X-Raying Multi-head Attention

Understanding the Need for Diversity in Heads.

PythonPyTorch

At the heart of transformer models lies a peculiar redundancy: dozens of attention heads in each layer, all seemingly performing similar tasks. While conventional wisdom suggests these multiple heads help capture diverse relationships between tokens, mounting evidence shows many of them may be superfluous. Understanding why, and how many heads we truly need, could reshape how we build these models.

Role of MultiHead Attention

The general idea behind having multiple heads is that since each token (representing a word, sound, or pixel) can interact with its context (the surrounding tokens) in various ways, a single attention head might only capture part of this interaction. By having multiple heads with different random initializations, we increase the chances that these attention heads’ parameters (the query, key, and value matrices) diverge during training and capture the diversity of these interactions.

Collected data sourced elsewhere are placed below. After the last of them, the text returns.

//! YAML study files for the command-line driver.
//!
//! A diffusion study file is a plain [`DiffusionConfig`]. A Sobol study file
//! names the model and carries a [`SensitivityConfig`]:
//!
//! ```yaml
//! model: logistic
//! analysis:
//!   num_samples: 2000
//!   seed: 42
//!   parameters:
//!     - name: r
//!       distribution: { type: normal, mean: 0.05, std_dev: 0.01 }
//!     - name: K
//!       distribution: { type: normal, mean: 200.0, std_dev: 50.0 }
//!   initial_state: [10.0]
//!   output_times: { start: 1.0, end: 200.0, step: 1.0 }
//!   threshold: 100.0
//! ```
//!
//! Missing fields fall back to the built-in logistic scenario.

use std::fs;
use std::path::Path;

use color_eyre::eyre::WrapErr;
use dynsens_core::analysis::SensitivityConfig;
use dynsens_core::diffusion::DiffusionConfig;
use dynsens_core::model::{DerivativeModel, ExponentialGrowth, LogisticGrowth};
use serde::de::DeserializeOwned;
use serde::{Deserialize, Serialize};

/// Built-in derivative models selectable from a study file.
#[derive(Debug, Clone, Copy, PartialEq, Eq, Default, Serialize, Deserialize)]
#[serde(rename_all = "snake_case")]
pub enum ModelKind {
    /// `dP/dt = r P (1 - P/K)`
    #[default]
    Logistic,
    /// `dP/dt = r P`
    Exponential,
}

impl ModelKind {
    pub fn build(self) -> Box<dyn DerivativeModel> {
        match self {
            Self::Logistic => Box::new(LogisticGrowth::new()),
            Self::Exponential => Box::new(ExponentialGrowth::new()),
        }
    }
}

/// A Sobol study: which model to run and how to analyse it.
#[derive(Debug, Clone, PartialEq, Default, Serialize, Deserialize)]
#[serde(default)]
pub struct SobolStudy {
    pub model: ModelKind,
    pub analysis: SensitivityConfig,
}

/// Read and parse a YAML file.
pub fn load_yaml<T: DeserializeOwned>(path: &Path) -> color_eyre::Result<T> {
    let content = fs::read_to_string(path)
        .wrap_err_with(|| format!("failed to read '{}'", path.display()))?;
    serde_saphyr::from_str(&content)
        .wrap_err_with(|| format!("failed to parse '{}'", path.display()))
}

pub fn to_yaml<T: Serialize>(value: &T) -> color_eyre::Result<String> {
    serde_saphyr::to_string(value).wrap_err("failed to serialize configuration")
}

/// Load a diffusion study, or the defaults when no file is given.
pub fn load_diffusion(path: Option<&Path>) -> color_eyre::Result<DiffusionConfig> {
    match path {
        Some(path) => {
            let config: DiffusionConfig = load_yaml(path)?;
            tracing::debug!(path = %path.display(), "loaded diffusion study");
            Ok(config)
        }
        None => Ok(DiffusionConfig::default()),
    }
}

/// Load a Sobol study, or the built-in logistic scenario when no file is
/// given.
pub fn load_sobol(path: Option<&Path>) -> color_eyre::Result<SobolStudy> {
    match path {
        Some(path) => {
            let study: SobolStudy = load_yaml(path)?;
            tracing::debug!(path = %path.display(), model = ?study.model, "loaded sobol study");
            Ok(study)
        }
        None => Ok(SobolStudy::default()),
    }
}

#[cfg(test)]
mod tests {
    use super::*;
    use dynsens_core::analysis::{OutputTimes, ParameterDistribution};
    use dynsens_core::diffusion::InitialProfile;
    use std::io::Write;
    use tempfile::NamedTempFile;

    fn write_temp(contents: &str) -> NamedTempFile {
        let mut file = NamedTempFile::new().unwrap();
        file.write_all(contents.as_bytes()).unwrap();
        file
    }

    #[test]
    fn test_defaults_without_file() {
        let study = load_sobol(None).unwrap();
        assert_eq!(study.model, ModelKind::Logistic);
        assert_eq!(study.analysis.num_samples, 2000);
        assert_eq!(study.analysis.threshold, 100.0);

        let diffusion = load_diffusion(None).unwrap();
        assert_eq!(diffusion, DiffusionConfig::default());
    }

    #[test]
    fn test_load_sobol_study() {
        let file = write_temp(
            r#"
model: exponential
analysis:
  num_samples: 128
  seed: 9
  parameters:
    - name: r
      distribution:
        type: uniform
        low: 0.0
        high: 0.2
  initial_state: [1.0]
  output_times: [0.0, 1.0, 2.0, 5.0]
  threshold: 1.5
"#,
        );
        let study = load_sobol(Some(file.path())).unwrap();
        assert_eq!(study.model, ModelKind::Exponential);
        assert_eq!(study.analysis.num_samples, 128);
        assert_eq!(study.analysis.seed, Some(9));
        assert_eq!(
            study.analysis.parameters[0].distribution,
            ParameterDistribution::Uniform {
                low: 0.0,
                high: 0.2
            }
        );
        assert_eq!(
            study.analysis.output_times,
            OutputTimes::List(vec![0.0, 1.0, 2.0, 5.0])
        );
        // unspecified fields keep their defaults
        assert_eq!(study.analysis.confidence_level, 0.95);

        let model = study.model.build();
        assert!(study.analysis.validate(model.as_ref()).is_ok());
    }

    #[test]
    fn test_load_diffusion_study() {
        let file = write_temp(
            r#"
initial_concentration: 5.0
num_cells: 30
diffusivity: 0.2
initial_profile: uniform
"#,
        );
        let config = load_diffusion(Some(file.path())).unwrap();
        assert_eq!(config.num_cells, 30);
        assert_eq!(config.initial_profile, InitialProfile::Uniform);
        assert_eq!(config.cell_width, 1.0);
    }

    #[test]
    fn test_yaml_round_trip_of_default_study() {
        let yaml = to_yaml(&SobolStudy::default()).unwrap();
        let file = write_temp(&yaml);
        let study = load_sobol(Some(file.path())).unwrap();
        assert_eq!(study, SobolStudy::default());
    }

    #[test]
    fn test_parse_error_names_file() {
        let file = write_temp("num_cells: [not, a, number]\n");
        let err = load_diffusion(Some(file.path())).unwrap_err();
        assert!(format!("{err}").contains("failed to parse"));
    }

    #[test]
    fn test_missing_file() {
        let err = load_sobol(Some(Path::new("/nonexistent/study.yaml"))).unwrap_err();
        assert!(format!("{err}").contains("failed to read"));
    }
}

Now, the bulk of the computational cost for large context lengths, $n$ , in a transformer model stems from the attention heads, which have $O(n^2)$ complexity. This means that if an additional head doesn’t lead to a significant increase in performance, as one might expect, it may not justify the extra cost incurred. This is why an architecture like DeLight, which aims to redistribute attention heads efficiently, is important.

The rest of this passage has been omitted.